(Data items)
━━━━━━━━━━━━━━━━

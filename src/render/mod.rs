//! Presentation renderer
//!
//! A [`Page`] owns the display surface: one column container per table
//! column, or the Terminal Error panel, plus the light/dark presentation
//! mode. Loads go through the [`Surface`] trait so the fetch orchestrator
//! does not depend on how the page is drawn.

pub mod html;

use serde::Deserialize;
use tracing::debug;

use crate::core::format::{format_cell, Fragment};
use crate::core::table::Table;

/// Light or dark presentation
#[derive(Debug, Clone, Copy, PartialEq, Eq, Default, Deserialize)]
#[serde(rename_all = "lowercase")]
pub enum PresentationMode {
    #[default]
    Dark,
    Light,
}

impl PresentationMode {
    pub fn toggled(self) -> Self {
        match self {
            PresentationMode::Dark => PresentationMode::Light,
            PresentationMode::Light => PresentationMode::Dark,
        }
    }

    pub fn is_light(self) -> bool {
        self == PresentationMode::Light
    }

    /// Body class applied in this mode
    pub fn body_class(self) -> Option<&'static str> {
        match self {
            PresentationMode::Dark => None,
            PresentationMode::Light => Some("light-theme"),
        }
    }
}

/// Page rendering options
#[derive(Debug, Clone, PartialEq, Eq, Deserialize)]
#[serde(default)]
pub struct RenderOptions {
    /// Initial presentation mode
    pub mode: PresentationMode,
    /// Document title
    pub title: String,
    /// Emit a complete HTML document instead of only the content region
    pub full_document: bool,
}

impl Default for RenderOptions {
    fn default() -> Self {
        Self {
            mode: PresentationMode::Dark,
            title: "Sheet".to_string(),
            full_document: true,
        }
    }
}

impl RenderOptions {
    /// Full document starting in light mode
    pub fn light() -> Self {
        Self {
            mode: PresentationMode::Light,
            ..Default::default()
        }
    }

    /// Content region only, for embedding in an existing page
    pub fn fragment() -> Self {
        Self {
            full_document: false,
            ..Default::default()
        }
    }
}

/// Column container holding the fragments of one source column
#[derive(Debug, Clone, Default, PartialEq, Eq)]
pub struct Column {
    fragments: Vec<Fragment>,
}

impl Column {
    pub fn new() -> Self {
        Self::default()
    }

    pub fn push(&mut self, fragment: Fragment) {
        self.fragments.push(fragment);
    }

    pub fn fragments(&self) -> &[Fragment] {
        &self.fragments
    }

    pub fn len(&self) -> usize {
        self.fragments.len()
    }

    pub fn is_empty(&self) -> bool {
        self.fragments.is_empty()
    }
}

/// What the display surface currently shows
#[derive(Debug, Clone, Default, PartialEq, Eq)]
pub enum PageContent {
    #[default]
    Empty,
    Columns(Vec<Column>),
    Error,
}

/// Target of a load: receives either a table or an error
pub trait Surface {
    /// Clear the surface and lay out the table
    fn populate(&mut self, table: &Table);

    /// Clear the surface and show the Terminal Error panel
    fn show_error(&mut self);
}

/// The rendered page
#[derive(Debug, Clone, Default)]
pub struct Page {
    options: RenderOptions,
    mode: PresentationMode,
    content: PageContent,
    error_displays: usize,
}

impl Page {
    pub fn new(options: RenderOptions) -> Self {
        Self {
            mode: options.mode,
            options,
            content: PageContent::Empty,
            error_displays: 0,
        }
    }

    pub fn options(&self) -> &RenderOptions {
        &self.options
    }

    pub fn mode(&self) -> PresentationMode {
        self.mode
    }

    /// Flip between light and dark; nothing else changes
    pub fn toggle_mode(&mut self) -> PresentationMode {
        self.mode = self.mode.toggled();
        self.mode
    }

    pub fn content(&self) -> &PageContent {
        &self.content
    }

    /// Column containers, empty unless a table is shown
    pub fn columns(&self) -> &[Column] {
        match &self.content {
            PageContent::Columns(columns) => columns,
            _ => &[],
        }
    }

    pub fn is_error(&self) -> bool {
        self.content == PageContent::Error
    }

    /// How many times the Terminal Error panel has been shown
    pub fn error_displays(&self) -> usize {
        self.error_displays
    }

    pub fn clear(&mut self) {
        self.content = PageContent::Empty;
    }

    /// Only the content region
    pub fn content_html(&self) -> String {
        html::content_region(&self.content)
    }

    /// Render according to the page options
    pub fn to_html(&self) -> String {
        if self.options.full_document {
            html::document(&self.options.title, self.mode, &self.content)
        } else {
            self.content_html()
        }
    }
}

impl Surface for Page {
    fn populate(&mut self, table: &Table) {
        self.clear();
        let mut columns: Vec<Column> = (0..table.column_count()).map(|_| Column::new()).collect();
        for (index, text) in table.placed_cells() {
            if let Some(column) = columns.get_mut(index) {
                column.push(format_cell(text));
            }
        }
        debug!(
            columns = columns.len(),
            fragments = columns.iter().map(Column::len).sum::<usize>(),
            "page populated"
        );
        self.content = PageContent::Columns(columns);
    }

    fn show_error(&mut self) {
        self.content = PageContent::Error;
        self.error_displays += 1;
    }
}
//! Delimited-text (CSV export) normalization
//!
//! Lines are split on `\n` and cells on `,` with no quote handling. A comma
//! inside a cell therefore splits it across columns; callers that need commas
//! in content should publish through the structured endpoint instead.

use tracing::warn;

use super::Table;

/// Parse delimited text into a [`Table`]
///
/// The column count is the number of tokens on the first line.
pub fn parse_delimited(text: &str) -> Table {
    let rows: Vec<Vec<Option<String>>> = text
        .split('\n')
        .map(|line| {
            let line = line.strip_suffix('\r').unwrap_or(line);
            line.split(',').map(|cell| Some(cell.to_string())).collect()
        })
        .collect();

    let column_count = rows.first().map(|row| row.len()).unwrap_or(0);
    let overflow: usize = rows
        .iter()
        .map(|row| row.len().saturating_sub(column_count))
        .sum();
    if overflow > 0 {
        warn!(overflow, column_count, "dropping cells beyond the first line's width");
    }

    Table::new(column_count, rows)
}
//! Data normalizer
//!
//! Both source shapes (delimited text and the structured cell-object table)
//! normalize into one [`Table`]: an ordered list of rows of optional cell
//! strings plus a column count. Malformed input never fails; ragged rows just
//! leave columns sparse.

pub mod delimited;
pub mod structured;

pub use delimited::parse_delimited;
pub use structured::{unwrap_callback, value_to_text, GvizResponse};

use tracing::debug;

use crate::utils::error::SheetResult;

/// Which representation a body is in
#[derive(Debug, Clone, Copy, PartialEq, Eq)]
pub enum SourceShape {
    Delimited,
    Structured,
}

impl SourceShape {
    pub fn as_str(&self) -> &'static str {
        match self {
            SourceShape::Delimited => "delimited",
            SourceShape::Structured => "structured",
        }
    }
}

/// Normalized tabular data
#[derive(Debug, Clone, Default, PartialEq, Eq)]
pub struct Table {
    column_count: usize,
    rows: Vec<Vec<Option<String>>>,
}

impl Table {
    pub fn new(column_count: usize, rows: Vec<Vec<Option<String>>>) -> Self {
        Self { column_count, rows }
    }

    /// Parse CSV export text
    pub fn from_delimited(text: &str) -> Self {
        parse_delimited(text)
    }

    /// Normalize a decoded structured response
    pub fn from_structured(response: GvizResponse) -> Self {
        response.into_table()
    }

    /// Parse a bare structured JSON payload
    pub fn from_gviz_json(json: &str) -> Result<Self, serde_json::Error> {
        GvizResponse::from_json(json).map(GvizResponse::into_table)
    }

    /// Parse a body of either shape, sniffing which one it is
    ///
    /// A bare body that only looks like JSON is read as delimited text when it
    /// does not decode. Only a callback-wrapped payload that fails to decode
    /// is an error.
    pub fn from_any(body: &str) -> SheetResult<Self> {
        match detect_shape(body) {
            SourceShape::Delimited => Ok(Self::from_delimited(body)),
            SourceShape::Structured => match unwrap_callback(body) {
                Some((_, payload)) => Ok(Self::from_gviz_json(payload)?),
                None => match Self::from_gviz_json(body) {
                    Ok(table) => Ok(table),
                    Err(err) => {
                        debug!(error = %err, "body is not structured, reading as delimited");
                        Ok(Self::from_delimited(body))
                    }
                },
            },
        }
    }

    pub fn column_count(&self) -> usize {
        self.column_count
    }

    pub fn rows(&self) -> &[Vec<Option<String>>] {
        &self.rows
    }

    pub fn is_empty(&self) -> bool {
        self.placed_cells().next().is_none()
    }

    /// Every cell that lands in a column, as `(column index, text)` in row order
    ///
    /// Overflow cells, `None` and whitespace-only cells are skipped.
    pub fn placed_cells(&self) -> impl Iterator<Item = (usize, &str)> + '_ {
        self.rows.iter().flat_map(move |row| {
            row.iter()
                .enumerate()
                .take(self.column_count)
                .filter_map(|(index, cell)| match cell.as_deref() {
                    Some(text) if !text.trim().is_empty() => Some((index, text)),
                    _ => None,
                })
        })
    }

    /// Placed cells of one column in row order
    pub fn column(&self, index: usize) -> Vec<&str> {
        self.placed_cells()
            .filter(|(i, _)| *i == index)
            .map(|(_, text)| text)
            .collect()
    }
}

/// Detect whether a body is delimited text or a structured payload
pub fn detect_shape(body: &str) -> SourceShape {
    let trimmed = body.trim_start();
    if trimmed.starts_with('{') {
        return SourceShape::Structured;
    }
    match unwrap_callback(body) {
        Some((_, payload)) if payload.trim_start().starts_with('{') => SourceShape::Structured,
        _ => SourceShape::Delimited,
    }
}

#[cfg(test)]
mod tests {
    use super::*;
    use pretty_assertions::assert_eq;

    #[test]
    fn test_detect_shape() {
        assert_eq!(detect_shape("a,b\n1,2"), SourceShape::Delimited);
        assert_eq!(detect_shape("  {\"table\": {}}"), SourceShape::Structured);
        assert_eq!(
            detect_shape("/*O_o*/\ncb({\"table\": {}});"),
            SourceShape::Structured
        );
        assert_eq!(detect_shape("f(x),g(y)"), SourceShape::Delimited);
    }

    #[test]
    fn test_from_any_both_shapes() {
        let csv = Table::from_any("a,b\n1,2").unwrap();
        let json = Table::from_any(
            r#"cb({"table":{"cols":[{},{}],"rows":[{"c":[{"v":"a"},{"v":"b"}]},{"c":[{"v":1},{"v":2}]}]}});"#,
        )
        .unwrap();
        assert_eq!(csv.column(0), json.column(0));
        assert_eq!(csv.column(1), json.column(1));
    }

    #[test]
    fn test_from_any_rejects_broken_wrapped_json() {
        assert!(Table::from_any("cb({\"table\": );").is_err());
    }

    #[test]
    fn test_from_any_csv_starting_with_brace() {
        let table = Table::from_any("{Intro},b\n1,2").unwrap();
        assert_eq!(table.column_count(), 2);
        assert_eq!(table.column(0), vec!["{Intro}", "1"]);
        assert_eq!(table.column(1), vec!["b", "2"]);

        let table = Table::from_any("{\"table\": ").unwrap();
        assert_eq!(table.column_count(), 1);
    }

    #[test]
    fn test_placed_cells_row_order() {
        let table = Table::new(
            2,
            vec![
                vec![Some("a".into()), Some("b".into())],
                vec![None, Some("c".into()), Some("dropped".into())],
            ],
        );
        let cells: Vec<_> = table.placed_cells().collect();
        assert_eq!(cells, vec![(0, "a"), (1, "b"), (1, "c")]);
        assert!(!table.is_empty());
        assert!(Table::default().is_empty());
    }
}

━━━━━━━━━━━━━━━━

— What is required —
Tell how many lines above include "impl", and add no other text.

— Response for this exercise —
9